▶ [Aim of the task]
Find every line in the data that contains the word "ShapeMismatch". Return each of those lines.

(Records drawn from a dataset)

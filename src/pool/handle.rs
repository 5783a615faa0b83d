use std::cell::RefCell;
use std::ops::{Deref, DerefMut};
use std::rc::{Rc, Weak};

use super::lifecycle::Poolable;
use super::{Pool, PoolStats, Pooled};
use crate::error::{PoolError, Rejected};

/// Single-owner shared pool whose instances can return themselves.
pub struct SharedPool<T: Poolable, C = ()> {
    inner: Rc<RefCell<Pool<T, C>>>,
}

impl<T: Poolable, C> Clone for SharedPool<T, C> {
    fn clone(&self) -> Self {
        Self {
            inner: Rc::clone(&self.inner),
        }
    }
}

impl<T: Poolable, C> SharedPool<T, C> {
    pub fn new(pool: Pool<T, C>) -> Self {
        Self {
            inner: Rc::new(RefCell::new(pool)),
        }
    }

    /// Like [`Pool::spawn`], but the instance remembers where it came from.
    pub fn spawn(&self, params: &T::Params) -> Result<Recyclable<T, C>, PoolError> {
        let instance = self
            .inner
            .try_borrow_mut()
            .map_err(|_| PoolError::PoolBusy)?
            .spawn(params)?;
        Ok(Recyclable {
            instance,
            pool: Rc::downgrade(&self.inner),
        })
    }

    /// Counter snapshot. `PoolBusy` while the pool is mid-spawn or mid-release,
    /// e.g. when called from a factory or hook.
    pub fn stats(&self) -> Result<PoolStats, PoolError> {
        self.inner
            .try_borrow()
            .map(|pool| pool.stats())
            .map_err(|_| PoolError::PoolBusy)
    }

    pub fn active_count(&self) -> Result<usize, PoolError> {
        self.stats().map(|s| s.active)
    }

    pub fn free_count(&self) -> Result<usize, PoolError> {
        self.stats().map(|s| s.free)
    }
}

/// An instance holding a weak back-reference to the pool that vended it.
pub struct Recyclable<T: Poolable, C = ()> {
    instance: Pooled<T>,
    pool: Weak<RefCell<Pool<T, C>>>,
}

impl<T: Poolable, C> Recyclable<T, C> {
    /// A value with no pool behind it. Returning it is a no-op.
    pub fn detached(value: T) -> Self {
        Self {
            instance: Pooled::detached(value),
            pool: Weak::new(),
        }
    }

    /// Whether a live pool is still behind this instance.
    pub fn is_attached(&self) -> bool {
        self.pool.strong_count() > 0
    }

    pub fn serial(&self) -> u64 {
        self.instance.serial()
    }

    /// Release back to the vending pool.
    ///
    /// Returns `Ok(false)` and drops the value when there is no pool to go
    /// back to (never attached, or the pool is gone). If the pool is busy
    /// the instance comes back inside the error, still attached.
    pub fn return_to_pool(self) -> Result<bool, Rejected<Self>> {
        let Some(shared) = self.pool.upgrade() else {
            log::debug!("instance {} has no pool, dropping", self.instance.serial());
            return Ok(false);
        };
        let Ok(mut pool) = shared.try_borrow_mut() else {
            return Err(Rejected::new(PoolError::PoolBusy, self));
        };
        let weak = self.pool;
        pool.release(self.instance)
            .map_err(|rejected| rejected.map(|instance| Recyclable { instance, pool: weak }))?;
        Ok(true)
    }
}

impl<T: Poolable, C> Deref for Recyclable<T, C> {
    type Target = T;

    fn deref(&self) -> &T {
        &self.instance
    }
}

impl<T: Poolable, C> DerefMut for Recyclable<T, C> {
    fn deref_mut(&mut self) -> &mut T {
        &mut self.instance
    }
}
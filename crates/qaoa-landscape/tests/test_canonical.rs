//! Subgraph clustering and warm-start deduplication across whole graphs.

use qaoa_landscape::canonical::{is_isomorphic, local_subgraph, split_node};
use qaoa_landscape::config::CanonicalConfig;
use qaoa_landscape::graph::{complete_graph, cycle_graph};
use qaoa_landscape::prelude::*;
use qaoa_landscape::warm_start::{decode, encode, signature};

// ===========================================================================
// Subgraph clustering
// ===========================================================================

#[test]
fn test_four_cycle_is_one_class() {
    let clusters = cluster_subgraphs(&cycle_graph(4).unwrap()).unwrap();
    assert_eq!(clusters.len(), 1);
    assert_eq!(clusters[0].count, 4);
    // u, v and one outer neighbour each, joined by three edges
    assert_eq!(clusters[0].subgraph.num_nodes(), 4);
    assert_eq!(clusters[0].subgraph.num_edges(), 3);
    assert!(clusters[0].subgraph.has_edge(0, 1));
}

#[test]
fn test_counts_sum_to_edge_count() {
    let g = Graph::unweighted(6, &[(0, 1), (1, 2), (2, 0), (2, 3), (3, 4), (4, 5)]).unwrap();
    let clusters = cluster_subgraphs(&g).unwrap();
    assert_eq!(clusters.iter().map(|c| c.count).sum::<usize>(), g.num_edges());
    for (i, a) in clusters.iter().enumerate() {
        for b in &clusters[i + 1..] {
            assert!(!is_isomorphic(&a.subgraph, &b.subgraph));
        }
    }
}

#[test]
fn test_catalog_accumulates_over_graphs() {
    let mut catalog = SubgraphCatalog::new();
    catalog.add_graph(&cycle_graph(5).unwrap()).unwrap();
    catalog.add_graph(&cycle_graph(7).unwrap()).unwrap();
    assert_eq!(catalog.len(), 1);
    assert_eq!(catalog.total_count(), 12);

    catalog.add_graph(&complete_graph(4)).unwrap();
    assert_eq!(catalog.len(), 2);
    assert_eq!(catalog.total_count(), 18);
}

#[test]
fn test_weighted_clusters_merge_complements() {
    // two disjoint edges, one labeled (0, 0) and the other (1, 1)
    let g = Graph::unweighted(4, &[(0, 1), (2, 3)]).unwrap();
    let clusters = cluster_weighted_subgraphs(&g, &[0.0, 0.0, 1.0, 1.0]).unwrap();
    assert_eq!(clusters.len(), 1);
    assert_eq!(clusters[0].count, 2);

    // a cut edge is a different class
    let clusters = cluster_weighted_subgraphs(&g, &[0.0, 1.0, 1.0, 1.0]).unwrap();
    assert_eq!(clusters.len(), 2);
}

#[test]
fn test_weighted_clusters_reject_bad_length() {
    let g = cycle_graph(4).unwrap();
    assert!(matches!(
        cluster_weighted_subgraphs(&g, &[0.0, 1.0]),
        Err(LandscapeError::InvalidAssignmentLength { expected: 4, actual: 2 })
    ));
}

#[test]
fn test_split_before_clustering() {
    let mut catalog = SubgraphCatalog::with_config(CanonicalConfig {
        split_degree2: true,
        ..CanonicalConfig::default()
    });
    catalog.add_graph(&cycle_graph(6).unwrap()).unwrap();
    // the cycle falls apart into isolated edges
    assert_eq!(catalog.len(), 1);
    assert_eq!(catalog.clusters()[0].subgraph.num_nodes(), 2);
    assert_eq!(catalog.total_count(), 6);
}

#[test]
fn test_split_then_local_subgraph() {
    let g = Graph::unweighted(4, &[(0, 1), (1, 2), (1, 3), (3, 0)]).unwrap();
    // node 0 has degree 2
    let s = split_node(&g, 0).unwrap();
    assert_eq!(s.num_nodes(), 5);
    assert_eq!(s.num_edges(), 4);
    let local = local_subgraph(&s, (0, 1)).unwrap();
    assert_eq!(local.nodes[..2], [0, 1]);
}

// ===========================================================================
// Warm starts
// ===========================================================================

#[test]
fn test_enumerate_distinct_binary_warm_starts_on_cycle() {
    // up to rotation and reflection C4 has 6 two-colourings
    let g = cycle_graph(4).unwrap();
    let mut index = WarmStartIndex::new();
    for n in 0..16u64 {
        let ws = encode(n, 4, 2).unwrap();
        assert_eq!(decode(&ws, 2).unwrap(), n);
        index.insert_if_new(&g, &ws).unwrap();
    }
    assert_eq!(index.len(), 6);
}

#[test]
fn test_ternary_warm_starts_bucketed_by_signature() {
    let g = Graph::unweighted(3, &[(0, 1), (1, 2)]).unwrap();
    let mut index = WarmStartIndex::new();
    for n in 0..27u64 {
        index.insert_if_new(&g, &encode(n, 3, 3).unwrap()).unwrap();
    }
    // a path has one non-trivial automorphism (reversal): (27 + 9) / 2
    assert_eq!(index.len(), 18);

    let key = BucketKey::of(&[0.0, 0.5, 1.0]);
    let bucket = index.bucket(&key).unwrap();
    for ws in bucket {
        assert_eq!(<(usize, usize, usize)>::from(signature(ws).unwrap()), (1, 1, 1));
    }
}
//! Landscape comparison and transferability metrics.
//!
//! All functions take raw `Array2<f64>` grids so they work on landscapes
//! sampled here as well as on grids loaded from elsewhere.

use ndarray::{Array2, Zip};
use tracing::debug;

use crate::config::TransferThresholds;
use crate::error::{LandscapeError, Result};

/// Slack subtracted from thresholds so the exact maximum is never excluded.
pub const THRESHOLD_EPSILON: f64 = 1e-5;

/// Tolerance for "at the maximum" in [`transferability_coeff`].
pub const MAXIMUM_ATOL: f64 = 1e-5;

/// Share of donor-good cells that must also be acceptor-good.
pub const DEFAULT_MIN_OVERLAP: f64 = 0.8;

fn max_of(grid: &Array2<f64>) -> f64 {
    grid.iter().copied().fold(f64::NEG_INFINITY, f64::max)
}

fn min_of(grid: &Array2<f64>) -> f64 {
    grid.iter().copied().fold(f64::INFINITY, f64::min)
}

fn check_non_empty(grid: &Array2<f64>) -> Result<()> {
    if grid.is_empty() {
        return Err(LandscapeError::EmptyGrid);
    }
    Ok(())
}

fn check_same_shape(left: &Array2<f64>, right: &Array2<f64>) -> Result<()> {
    if left.dim() != right.dim() {
        return Err(LandscapeError::ShapeMismatch {
            left: left.dim(),
            right: right.dim(),
        });
    }
    check_non_empty(left)
}

/// Min-max scale `grid` to `[0, 1]`.
pub fn normalize(grid: &Array2<f64>, name: &'static str) -> Result<Array2<f64>> {
    check_non_empty(grid)?;
    let (min, max) = (min_of(grid), max_of(grid));
    let range = max - min;
    if !(range > 0.0) {
        return Err(LandscapeError::DegenerateRange { grid: name, value: min });
    }
    Ok(grid.mapv(|v| (v - min) / range))
}

/// Parameter coordinates of every cell within `atol` of the grid maximum.
///
/// Cell `(i, j)` maps to `(i * gamma_max / rows, j * beta_max / cols)`. With
/// `centered` the coordinates point at the cell centre instead of its left
/// edge, which is what a heat-map overlay wants; use `centered = false` when
/// the parameters are consumed numerically. Results are in row-major order.
pub fn maximizing_parameters(
    grid: &Array2<f64>,
    gamma_max: f64,
    beta_max: f64,
    centered: bool,
    atol: f64,
) -> Result<Vec<(f64, f64)>> {
    check_non_empty(grid)?;
    let (rows, cols) = grid.dim();
    let threshold = max_of(grid) - atol;
    let offset = if centered { 0.5 } else { 0.0 };
    let gamma_scale = gamma_max / rows as f64;
    let beta_scale = beta_max / cols as f64;

    Ok(grid
        .indexed_iter()
        .filter(|&(_, &v)| v >= threshold)
        .map(|((i, j), _)| {
            (
                (i as f64 + offset) * gamma_scale,
                (j as f64 + offset) * beta_scale,
            )
        })
        .collect())
}

/// Fraction of the cells where `e1` is near its optimum (relative level `a`)
/// at which `e2` is also near its optimum (relative level `b`).
pub fn transfer_fraction(e1: &Array2<f64>, e2: &Array2<f64>, a: f64, b: f64) -> Result<f64> {
    check_same_shape(e1, e2)?;
    let threshold1 = a * max_of(e1) + (1.0 - a) * min_of(e1) - THRESHOLD_EPSILON;
    let threshold2 = b * max_of(e2) + (1.0 - b) * min_of(e2) - THRESHOLD_EPSILON;

    let mut selected = 0usize;
    let mut aligned = 0usize;
    Zip::from(e1).and(e2).for_each(|&v1, &v2| {
        if v1 >= threshold1 {
            selected += 1;
            if v2 >= threshold2 {
                aligned += 1;
            }
        }
    });

    if selected == 0 {
        return Err(LandscapeError::EmptyThresholdSet { threshold: threshold1 });
    }
    Ok(aligned as f64 / selected as f64)
}

/// `true` when at least 80% of `e1`'s good region is also good in `e2`.
pub fn param_transferable(e1: &Array2<f64>, e2: &Array2<f64>, a: f64, b: f64) -> Result<bool> {
    param_transferable_with(
        e1,
        e2,
        &TransferThresholds {
            a,
            b,
            min_overlap: DEFAULT_MIN_OVERLAP,
        },
    )
}

/// [`param_transferable`] with every threshold taken from `thresholds`.
pub fn param_transferable_with(
    e1: &Array2<f64>,
    e2: &Array2<f64>,
    thresholds: &TransferThresholds,
) -> Result<bool> {
    let fraction = transfer_fraction(e1, e2, thresholds.a, thresholds.b)?;
    debug!(fraction, min_overlap = thresholds.min_overlap, "transfer overlap");
    Ok(fraction >= thresholds.min_overlap)
}

/// Mean normalized acceptor energy at the donor's maxima.
///
/// 1.0 means the donor's optimal parameters are also optimal for the acceptor.
pub fn transferability_coeff(donor: &Array2<f64>, acceptor: &Array2<f64>) -> Result<f64> {
    check_same_shape(donor, acceptor)?;
    let acceptor = normalize(acceptor, "acceptor")?;
    let threshold = max_of(donor) - MAXIMUM_ATOL;

    let mut sum = 0.0;
    let mut count = 0usize;
    Zip::from(donor).and(&acceptor).for_each(|&d, &a| {
        if d >= threshold {
            sum += a;
            count += 1;
        }
    });
    if count == 0 {
        return Err(LandscapeError::EmptyThresholdSet { threshold });
    }
    Ok(sum / count as f64)
}

/// Mean absolute difference of the two grids after scaling each to `[0, 1]`.
pub fn average_difference(donor: &Array2<f64>, acceptor: &Array2<f64>) -> Result<f64> {
    check_same_shape(donor, acceptor)?;
    let donor = normalize(donor, "donor")?;
    let acceptor = normalize(acceptor, "acceptor")?;
    (&donor - &acceptor)
        .mapv(f64::abs)
        .mean()
        .ok_or(LandscapeError::EmptyGrid)
}

#[cfg(test)]
mod tests {
    use super::*;
    use approx::assert_relative_eq;
    use ndarray::array;

    #[test]
    fn test_maximizing_parameters_left_edge_and_centered() {
        let grid = array![[0.0, 1.0], [3.0, 2.0]];
        let left = maximizing_parameters(&grid, 2.0, 1.0, false, 0.0).unwrap();
        assert_eq!(left, vec![(1.0, 0.0)]);
        let centered = maximizing_parameters(&grid, 2.0, 1.0, true, 0.0).unwrap();
        assert_eq!(centered, vec![(1.5, 0.25)]);
    }

    #[test]
    fn test_maximizing_parameters_tolerance_collects_ties() {
        let grid = array![[1.0, 0.999_999], [0.0, 1.0]];
        let all = maximizing_parameters(&grid, 1.0, 1.0, false, 1e-5).unwrap();
        assert_eq!(all.len(), 3);
    }

    #[test]
    fn test_transfer_fraction_partial_overlap() {
        let e1 = array![[1.0, 1.0], [0.0, 0.0]];
        let e2 = array![[1.0, 0.0], [0.0, 0.0]];
        assert_relative_eq!(transfer_fraction(&e1, &e2, 0.8, 0.7).unwrap(), 0.5);
        assert!(!param_transferable(&e1, &e2, 0.8, 0.7).unwrap());
    }

    #[test]
    fn test_transfer_empty_threshold_set() {
        let e1 = array![[f64::NAN, f64::NAN]];
        let e2 = array![[0.0, 1.0]];
        assert!(matches!(
            transfer_fraction(&e1, &e2, 0.5, 0.5),
            Err(LandscapeError::EmptyThresholdSet { .. })
        ));
        assert!(matches!(
            transferability_coeff(&e1, &e2),
            Err(LandscapeError::EmptyThresholdSet { .. })
        ));
    }

    #[test]
    fn test_shape_mismatch() {
        let a = Array2::<f64>::zeros((2, 2));
        let b = Array2::<f64>::zeros((2, 3));
        assert_eq!(
            transferability_coeff(&a, &b),
            Err(LandscapeError::ShapeMismatch { left: (2, 2), right: (2, 3) })
        );
        assert!(average_difference(&a, &b).is_err());
        assert!(param_transferable(&a, &b, 0.5, 0.5).is_err());
    }

    #[test]
    fn test_degenerate_range() {
        let donor = array![[0.0, 1.0]];
        let flat = array![[2.0, 2.0]];
        assert_eq!(
            transferability_coeff(&donor, &flat),
            Err(LandscapeError::DegenerateRange { grid: "acceptor", value: 2.0 })
        );
        assert!(matches!(
            average_difference(&flat, &donor),
            Err(LandscapeError::DegenerateRange { grid: "donor", .. })
        ));
    }

    #[test]
    fn test_transferability_coeff() {
        let donor = array![[0.0, 5.0], [5.0, 1.0]];
        let acceptor = array![[0.0, 1.0], [0.5, 0.25]];
        // donor maxima at (0,1) and (1,0): acceptor normalized 1.0 and 0.5
        assert_relative_eq!(transferability_coeff(&donor, &acceptor).unwrap(), 0.75);
    }

    #[test]
    fn test_average_difference() {
        let donor = array![[0.0, 2.0]];
        let acceptor = array![[10.0, 0.0]];
        assert_relative_eq!(average_difference(&donor, &acceptor).unwrap(), 1.0);
        assert_relative_eq!(average_difference(&donor, &donor).unwrap(), 0.0);
    }
}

▶ [Solution for this problem]
        return Err(LandscapeError::ShapeMismatch {
            Err(LandscapeError::ShapeMismatch { left: (2, 2), right: (2, 3) })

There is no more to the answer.